*RECORDS SHOWN*.
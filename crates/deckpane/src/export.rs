//! Standalone HTML document for a rendered deck, for saving or printing.

use std::fmt::Write;

use crate::constants::DEFAULT_TITLE;
use crate::engine::highlight::escape_html;

const EMPTY_DECK: &str = "<section class=\"marp-slide\"><h1>Empty slides</h1></section>";

const PRINT_SCRIPT: &str = "<script>window.addEventListener(\"load\",()=>{try{window.focus();window.print();}catch(e){}});</script>";

#[derive(Debug, Clone, PartialEq, Eq)]
pub struct ExportOptions {
    /// Open the print dialog once the document loads.
    pub inject_print: bool,
    /// Add an `@page` rule sized to one slide per page.
    pub for_pdf: bool,
    pub page_width: u32,
    pub page_height: u32,
    pub title: String,
}

impl Default for ExportOptions {
    fn default() -> Self {
        Self {
            inject_print: false,
            for_pdf: false,
            page_width: 1280,
            page_height: 720,
            title: DEFAULT_TITLE.to_string(),
        }
    }
}

impl ExportOptions {
    pub fn pdf() -> Self {
        Self {
            for_pdf: true,
            ..Self::default()
        }
    }
}

pub fn build_html_export(html: &str, css: &str, options: &ExportOptions) -> String {
    let body = if html.is_empty() { EMPTY_DECK } else { html };

    let mut styles = String::from("body { margin: 0; }");
    if options.for_pdf {
        let _ = write!(
            styles,
            "\n@page {{ size: {}px {}px; margin: 0; }}",
            options.page_width, options.page_height
        );
    }
    let script = if options.inject_print {
        PRINT_SCRIPT
    } else {
        ""
    };

    format!(
        "<!doctype html>
<html>
<head>
<meta charset=\"utf-8\" />
<title>{title}</title>
<meta name=\"viewport\" content=\"width=device-width, initial-scale=1\" />
<style>
{css}
{styles}
</style>
</head>
<body>
{body}
{script}
</body>
</html>",
        title = escape_html(&options.title),
    )
}
//! Built-in Marp-style engine: front-matter and comment directives, slide
//! splitting, CommonMark rendering with highlighted code, and one inline
//! SVG per slide so the preview can toggle slides individually.

use std::fmt::Write;

use pulldown_cmark::{CodeBlockKind, CowStr, Event, Options, Parser, Tag};

use super::directives::{self, SlideDirectives};
use super::highlight::{Highlighter, escape_html};
use super::splitter;
use super::theme::Theme;
use super::{RenderEngine, RenderResult};
use crate::error::RenderError;

const DEFAULT_SIZE: (u32, u32) = (1280, 720);

#[derive(Debug, Clone)]
pub struct DeckOptions {
    /// Theme used when the deck does not name one.
    pub default_theme: String,
}

impl Default for DeckOptions {
    fn default() -> Self {
        Self {
            default_theme: "default".to_string(),
        }
    }
}

pub struct DeckEngine {
    options: DeckOptions,
    highlighter: Highlighter,
}

impl DeckEngine {
    pub fn new(options: DeckOptions) -> Self {
        Self {
            options,
            highlighter: Highlighter::new(),
        }
    }

    fn markdown_to_html(&self, content: &str, theme: &Theme) -> String {
        let mut options = Options::empty();
        options.insert(Options::ENABLE_TABLES);
        options.insert(Options::ENABLE_STRIKETHROUGH);
        options.insert(Options::ENABLE_TASKLISTS);

        let mut events = Vec::new();
        let mut code: Option<(Option<String>, String)> = None;
        for event in Parser::new_ext(content, options) {
            match event {
                Event::Start(Tag::CodeBlock(kind)) => {
                    let language = match kind {
                        CodeBlockKind::Fenced(info) => {
                            info.split_whitespace().next().map(str::to_string)
                        }
                        CodeBlockKind::Indented => None,
                    };
                    code = Some((language, String::new()));
                }
                Event::End(Tag::CodeBlock(_)) => {
                    if let Some((language, source)) = code.take() {
                        let html = self.highlighter.highlight(
                            &source,
                            language.as_deref(),
                            theme.syntect_theme_name(),
                        );
                        events.push(Event::Html(CowStr::from(html)));
                    }
                }
                Event::Text(text) if code.is_some() => {
                    if let Some((_, source)) = code.as_mut() {
                        source.push_str(&text);
                    }
                }
                other => events.push(other),
            }
        }

        let mut html = String::new();
        pulldown_cmark::html::push_html(&mut html, events.into_iter());
        html
    }
}

impl RenderEngine for DeckEngine {
    fn render(&self, markdown: &str) -> Result<RenderResult, RenderError> {
        let source = markdown.replace("\r\n", "\n");
        let (globals, body) = directives::extract(&source)?;

        let theme_name = globals
            .theme
            .as_deref()
            .unwrap_or(&self.options.default_theme);
        let theme = Theme::from_name(theme_name);
        let (width, height) = slide_size(globals.size.as_deref());

        let mut raw_slides = splitter::split(body, globals.heading_divider);
        if raw_slides.is_empty() {
            raw_slides.push(String::new());
        }
        let total = raw_slides.len();

        let mut inherited = SlideDirectives::from_globals(&globals);
        let mut html = String::from("<div class=\"marpit\">");
        for (index, raw) in raw_slides.iter().enumerate() {
            let (locals, content) = directives::extract_local(raw);
            let slide = inherited.advance(&locals);
            let body_html = self.markdown_to_html(&content, &theme);
            push_slide(
                &mut html,
                &SlideFrame {
                    number: index + 1,
                    total,
                    width,
                    height,
                    theme: theme.name,
                },
                &slide,
                &body_html,
            );
        }
        html.push_str("</div>");

        log::trace!("rendered {total} slide(s) with theme {}", theme.name);
        Ok(RenderResult {
            html,
            css: theme.css(width, height),
        })
    }
}

struct SlideFrame<'a> {
    number: usize,
    total: usize,
    width: u32,
    height: u32,
    theme: &'a str,
}

fn push_slide(html: &mut String, frame: &SlideFrame<'_>, slide: &SlideDirectives, body: &str) {
    let SlideFrame {
        number,
        total,
        width,
        height,
        theme,
    } = *frame;

    let _ = write!(
        html,
        "<svg data-marpit-svg=\"\" viewBox=\"0 0 {width} {height}\">\
         <foreignObject width=\"{width}\" height=\"{height}\">\
         <section id=\"{number}\" data-theme=\"{theme}\""
    );
    if let Some(class) = &slide.class {
        let _ = write!(html, " class=\"{}\"", escape_html(class));
    }
    if slide.paginate {
        let _ = write!(
            html,
            " data-paginate=\"true\" data-marpit-pagination=\"{number}\" data-marpit-pagination-total=\"{total}\""
        );
    }
    let mut style = String::new();
    if let Some(background) = &slide.background_color {
        let _ = write!(style, "background-color:{};", escape_html(background));
    }
    if let Some(color) = &slide.color {
        let _ = write!(style, "color:{};", escape_html(color));
    }
    if !style.is_empty() {
        let _ = write!(html, " style=\"{style}\"");
    }
    html.push('>');

    if let Some(header) = &slide.header {
        let _ = write!(html, "<header>{}</header>", escape_html(header));
    }
    html.push_str(body);
    if let Some(footer) = &slide.footer {
        let _ = write!(html, "<footer>{}</footer>", escape_html(footer));
    }
    html.push_str("</section></foreignObject></svg>");
}

fn slide_size(size: Option<&str>) -> (u32, u32) {
    match size.map(str::trim) {
        Some("4:3") => (960, 720),
        Some("16:9") | None => DEFAULT_SIZE,
        Some(other) => {
            log::debug!("unknown slide size {other:?}, using 16:9");
            DEFAULT_SIZE
        }
    }
}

*TASK BRIEF*. Every line of the records containing the word "rendered" must appear in the answer.

*SOLUTION TO THE EXERCISE*.
//! Standalone HTML document for a rendered deck, for saving or printing.
        log::trace!("rendered {total} slide(s) with theme {}", theme.name);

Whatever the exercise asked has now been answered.